The determination that an organization may be "tax-exempt" primarily relates to the purpose for which it is organized and operated. A determination by the U.S. Internal Revenue Service that an association is tax-exempt generally permits that association to earn specific types of income without paying federal income tax. Most importantly for ALA, this means that ALA does not pay federal income tax on dues received from its members, on subscriptions to its journals, on registration for its conferences and institutes, and on other mission-related income.
No. First, ALA does pay some federal income tax. The Internal Revenue Code states that income which is not directly related to an association's tax-exempt purpose is subject to tax - called Unrelated Business Income Tax. For instance, ALA pays federal income tax on revenue derived from advertising in its journals. The distinction between taxable and non-taxable revenue is the subject of voluminous IRS rulings and court decisions.
The U.S. Internal Revenue Code grants tax-exempt status to non-profit organizations in more than 20 categories under Section 501(c). Depending on its category of tax-exemption, a non-profit organization may be permitted to, or prohibited from, engaging in various activities.
Section 501(c)(3) is reserved for organizations organized for public benefit. Permitted tax-exempt purposes include charitable, educational and literary. As a 501(c)(3) organization, ALA may use its funds for charity, education, the promotion of literature, and related administrative costs. Charitable activities include promoting literacy, giving scholarships, and improving libraries. Educational activities include publications, seminars, institutes and conferences. Literacy activities include promoting books and authors, and providing forums for discussion of literary topics.
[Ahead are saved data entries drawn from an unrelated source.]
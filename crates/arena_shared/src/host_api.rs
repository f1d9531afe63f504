// crates/arena_shared/src/host_api.rs
//! Services the host provides to the combat core.

use serde::{Deserialize, Serialize};

// ==================================================================================
// 1. CUES
// ==================================================================================

/// Sound cues the combat core can request.
#[derive(Clone, Copy, Debug, PartialEq, Eq, Hash, Serialize, Deserialize)]
pub enum Cue {
    /// Player swing that connected with nothing.
    Miss,
    /// Player swing that connected with the boss.
    Impact,
    /// Boss strike absorbed by the player's guard.
    Block,
    PlayerRun,
    PlayerHurt,
    PlayerDeath,
    BossGrowl,
    BossRun,
    BossHurt,
    BossDeath,
}

impl Cue {
    /// Asset name the audio layer resolves.
    pub fn asset_name(self) -> &'static str {
        match self {
            Cue::Miss => "sfx/miss",
            Cue::Impact => "sfx/impact",
            Cue::Block => "sfx/block",
            Cue::PlayerRun => "sfx/player_run",
            Cue::PlayerHurt => "sfx/player_hurt",
            Cue::PlayerDeath => "sfx/player_death",
            Cue::BossGrowl => "sfx/demon_growl",
            Cue::BossRun => "sfx/demon_run",
            Cue::BossHurt => "sfx/demon_hurt",
            Cue::BossDeath => "sfx/demon_death",
        }
    }
}

/// Mixer channels. A new `Play` on a channel replaces what it was playing.
#[derive(Clone, Copy, Debug, PartialEq, Eq, Hash, Serialize, Deserialize)]
pub enum Channel {
    PlayerAction,
    PlayerFeet,
    BossVoice,
    BossFeet,
    Impact,
}

#[derive(Clone, Copy, Debug, PartialEq, Eq, Serialize, Deserialize)]
pub enum CueCommand {
    Play { cue: Cue, channel: Channel, looping: bool },
    Stop { channel: Channel },
}

// ==================================================================================
// 2. AUDIO SINK
// ==================================================================================

/// Fire-and-forget audio output. Implementations must not block the tick,
/// and a missing sound is silently skipped.
pub trait AudioSink {
    fn play(&mut self, cue: Cue, channel: Channel, looping: bool);
    fn stop(&mut self, channel: Channel);

    fn apply(&mut self, command: CueCommand) {
        match command {
            CueCommand::Play { cue, channel, looping } => self.play(cue, channel, looping),
            CueCommand::Stop { channel } => self.stop(channel),
        }
    }
}

/// Discards everything; used when audio is disabled.
#[derive(Debug, Default, Clone, Copy)]
pub struct MutedAudio;

impl AudioSink for MutedAudio {
    fn play(&mut self, _cue: Cue, _channel: Channel, _looping: bool) {}
    fn stop(&mut self, _channel: Channel) {}
}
There are limitations on 501(c)(3) organizations. Any activities which are not charitable, educational or literary must be "insubstantial" - i.e. short-term, limited in nature. There are limitations on the amount of lobbying done by 501(c)(3) organization. All political activity is prohibited. Transfer of funds to organizations in different tax-exemption categories is prohibited, unless the transfer furthers a charitable, educational, or literary purpose - or unless it is a loan at market rates of interest, as is the ALA loan of funds of ALA-APA.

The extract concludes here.